Il s'agit au premier abord d'une autobiographie partielle, portant sur ses années de formation ,son Bildungsroman personnel. Né à Nancy dans un milieu très modeste, il y a passé son enfance et son adolescence, a manqué de peu tomber dans la délinquance à laquelle il a échappé grâce à une passion soudaine pour l'ésotérisme, où il s'est jété à corps perdu ; et il n'est pas seul à y avoir trouvé sa rédemption, puisqu'il a réussi à « convertir » un certain nobre de ses camarades, pour la plupart aussi mal partis que lui, pour lesquels il est devenu une sorte de guide spirituel, et avec lesquels il est souvent resté en contact. Ils ont élaboré ensemble un mythe collectif autour de la ville de Nancy, et y cherchant les signes de prodiges...qu'ils trouvent bien entendu. Ce mythe rappelle un peu celui que les personnages du Pendule de Foucaul (peut-être le meilleur livre d'
Umberto Eco) ont élaboré autour de la ville de Provins.

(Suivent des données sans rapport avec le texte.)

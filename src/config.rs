use crate::OutputFormat;
use anyhow::{Context, Result};
use config::{Config as ConfigBuilder, File, FileFormat};
use serde::{Deserialize, Serialize};
use std::path::{Path, PathBuf};

const CONFIG_DIR: &str = ".clocktally";
const LOG_LEVELS: [&str; 6] = ["trace", "debug", "info", "warn", "error", "off"];

#[derive(Debug, Deserialize, Serialize, Clone, Default)]
pub struct Config {
    #[serde(default)]
    pub output: OutputConfig,
    #[serde(default)]
    pub logging: LoggingConfig,
}

#[derive(Debug, Deserialize, Serialize, Clone, Default)]
pub struct OutputConfig {
    #[serde(default)]
    pub format: OutputFormat,
    /// Print default values instead of failing on bad input
    #[serde(default)]
    pub lenient: bool,
}

#[derive(Debug, Deserialize, Serialize, Clone)]
pub struct LoggingConfig {
    #[serde(default = "default_log_level")]
    pub level: String,
}

fn default_log_level() -> String {
    "warn".to_string()
}

impl Default for LoggingConfig {
    fn default() -> Self {
        Self {
            level: default_log_level(),
        }
    }
}

impl LoggingConfig {
    pub fn validate(&self) -> Result<()> {
        let level = self.level.to_ascii_lowercase();
        if !LOG_LEVELS.contains(&level.as_str()) {
            anyhow::bail!(
                "Invalid log level '{}', expected one of {:?}",
                self.level,
                LOG_LEVELS
            );
        }
        Ok(())
    }
}

impl Config {
    pub fn validate(&self) -> Result<()> {
        self.logging.validate()?;
        Ok(())
    }
}

pub fn config_path() -> Result<PathBuf> {
    let dir = home::home_dir()
        .context("Could not find home directory")?
        .join(CONFIG_DIR);
    Ok(dir.join("config.toml"))
}

pub fn load_from_path<P: AsRef<Path>>(path: P) -> Result<Config> {
    let loader = ConfigBuilder::builder()
        .add_source(File::from(path.as_ref()).format(FileFormat::Toml))
        .build()
        .context("Failed to build config loader")?;

    let config: Config = loader
        .try_deserialize()
        .context("Failed to parse config file")?;

    config.validate()?;
    Ok(config)
}

pub fn load() -> Result<Config> {
    load_from_path(config_path()?)
}

pub fn save_to_path<P: AsRef<Path>>(config: &Config, path: P) -> Result<()> {
    let toml_string = toml::to_string_pretty(config).context("Failed to serialize config")?;

    let path = path.as_ref();
    if let Some(parent) = path.parent() {
        std::fs::create_dir_all(parent).context("Failed to create config directory")?;
    }
    std::fs::write(path, toml_string).context("Failed to write config file")?;

    Ok(())
}
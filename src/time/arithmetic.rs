//! Checked arithmetic over clock-duration text.
//!
//! Every operation here returns [`crate::error::Result`]; see
//! [`super::lenient`] for the variants that fall back to a default value.

use super::clock::{ZERO_HM, ZERO_HMS, format_hm, format_hms, parse_hm_minutes, parse_hms};
use crate::error::{Error, Result};
use tracing::debug;

/// `true` for the literal `"00:00:00"` zero sentinel.
pub fn is_zero_sentinel(time: &str) -> bool {
    time.trim() == ZERO_HMS
}

/// Sum `H:MM` entries into an `HH:MM` total. Empty entries are skipped.
pub fn sum_durations<I, S>(durations: I) -> Result<String>
where
    I: IntoIterator<Item = S>,
    S: AsRef<str>,
{
    let mut total_minutes: u64 = 0;
    let mut counted = 0usize;

    for entry in durations {
        let entry = entry.as_ref();
        if entry.is_empty() {
            continue;
        }
        let minutes = parse_hm_minutes(entry)?;
        total_minutes = total_minutes
            .checked_add(minutes)
            .ok_or_else(|| Error::format(entry, "sum of durations is too large"))?;
        counted += 1;
    }

    if counted == 0 {
        return Ok(ZERO_HM.to_string());
    }

    debug!(entries = counted, total_minutes, "summed durations");
    Ok(format_hm(total_minutes))
}

/// Share of `total` taken by `used`, as a rounded whole percentage.
///
/// Values above 100 are returned as-is.
pub fn time_percentage(total: &str, used: &str) -> Result<u64> {
    if is_zero_sentinel(used) {
        return Ok(0);
    }

    let total_secs = parse_hms(total)?;
    let used_secs = parse_hms(used)?;

    if used_secs == 0 {
        return Ok(0);
    }
    if total_secs == 0 {
        return Err(Error::DivisionByZero(format!(
            "total time '{}' is zero while used time '{}' is not",
            total, used
        )));
    }

    let total_secs = u128::from(total_secs);
    let scaled = u128::from(used_secs) * 100;
    // round half up
    let percent = (scaled * 2 + total_secs) / (total_secs * 2);

    u64::try_from(percent).map_err(|_| Error::format(used, "percentage is out of range"))
}

/// Split `time` into `count` equal parts, rounded to the nearest second.
pub fn divide_time(time: &str, count: u64) -> Result<String> {
    if is_zero_sentinel(time) {
        return Ok(ZERO_HMS.to_string());
    }

    let secs = parse_hms(time)?;
    if count == 0 {
        return Err(Error::DivisionByZero(format!(
            "cannot divide '{}' into 0 parts",
            time
        )));
    }

    let count = u128::from(count);
    let share = (u128::from(secs) * 2 + count) / (count * 2);
    // share <= secs, so it always fits back into u64
    let share = u64::try_from(share).unwrap_or(u64::MAX);

    debug!(secs, share, "divided time");
    Ok(format_hms(share))
}

pub fn time_to_seconds(time: &str) -> Result<u64> {
    if is_zero_sentinel(time) {
        return Ok(0);
    }
    parse_hms(time)
}

/// Whole minutes in `time`; leftover seconds are dropped.
pub fn time_to_minutes(time: &str) -> Result<u64> {
    if is_zero_sentinel(time) {
        return Ok(0);
    }
    Ok(parse_hms(time)? / 60)
}

/// Minutes in an `H[:M]` timestamp. Fields past the second are ignored.
pub fn timestamp_to_minutes(time: &str) -> Result<u64> {
    let text = time.trim();
    if text.is_empty() {
        return Ok(0);
    }

    let mut fields = text.split(':');
    let number = |field: &str| -> Result<u64> {
        field
            .trim()
            .parse::<u64>()
            .map_err(|_| Error::format(time, format!("field '{}' is not a whole number", field)))
    };

    let hours = match fields.next() {
        Some(field) => number(field)?,
        None => 0,
    };
    let minutes = match fields.next() {
        Some(field) => number(field)?,
        None => 0,
    };

    hours
        .checked_mul(60)
        .and_then(|h| h.checked_add(minutes))
        .ok_or_else(|| Error::format(time, "timestamp is too large"))
}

Bronner n'a pas pour autant négligé ses études ; il s'est engagé dans la sociologie, où il pense d'ailleurs approfondir ses recherches ésotériques. Mais lorsqu'il quitte Nancy pour Grenoble, il subit un nouveau changement de paradigme, et abandonne ses croyances irrationnelles pour se consacrer à leur étude scientifique et aux mécanismes de la croyance.
Mais l'histoire de sa formation intellectuelle n'est pas le seul intérêt de cet ouvrage, loin de là. Car c'est aussi une biographie beaucoup plus personnelle ; l'auteur nous parle de sa famille, de ses amis, de son quartier, de sa ville, de ses petites amies, même de son premier chagrin d'amour, avec beaucoup de tendresse.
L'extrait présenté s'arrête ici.